La sua presenza è confermata anche nel Savuto, presumibilmente per  brevi periodi. "Da diversi anni, da giugno fino alla fine di settembre, vedo due splendidi volatili  sui cieli della valle. Percorro quotidianamente le strade di montagna, che dalla frazione di Pallone, nel territorio del Comune di Marzi, arrivano al piccolo villaggio di Orsara.
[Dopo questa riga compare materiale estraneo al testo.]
//! Order-preserving composition of clusters into containers.
//!
//! [`assemble`] snapshots a cluster's stacking order, builds a plain or clip
//! group, and hands the new container to [`restore_order`], which puts the
//! members back in their original front-to-back order using nothing but
//! send-to-back.

pub mod assemble;
pub mod reference;
pub mod reorder;
pub mod snapshot;

pub use assemble::{Assembly, assemble};
pub use reference::{FRONT_IS_LOWER_INDEX, is_in_front, select_reference};
pub use reorder::{ReorderStats, is_in_target_order, restore_order};
pub use snapshot::ZOrderSnapshot;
Puntualmente posso ammirare in volo una coppia di aquile", ci racconta Giuseppe Scalzo, poliedrico conoscitore dei boschi. "La prima volta, salendo con il mio fuoristrada, ho intravisto il rapace impegnato a combattere con un serpente.  Ho tentanto, senza successo, di poter fotografare questa scena letteralmente mozzafiato. Sai, il richiamo dell'aquila è inconfondibile, non può essere scambiato con quello di altri uccelli", afferma Scalzo. Il suo racconto cattura la nostra attenzione, e decidiamo di trasmettere questa storia ai nostri lettori. 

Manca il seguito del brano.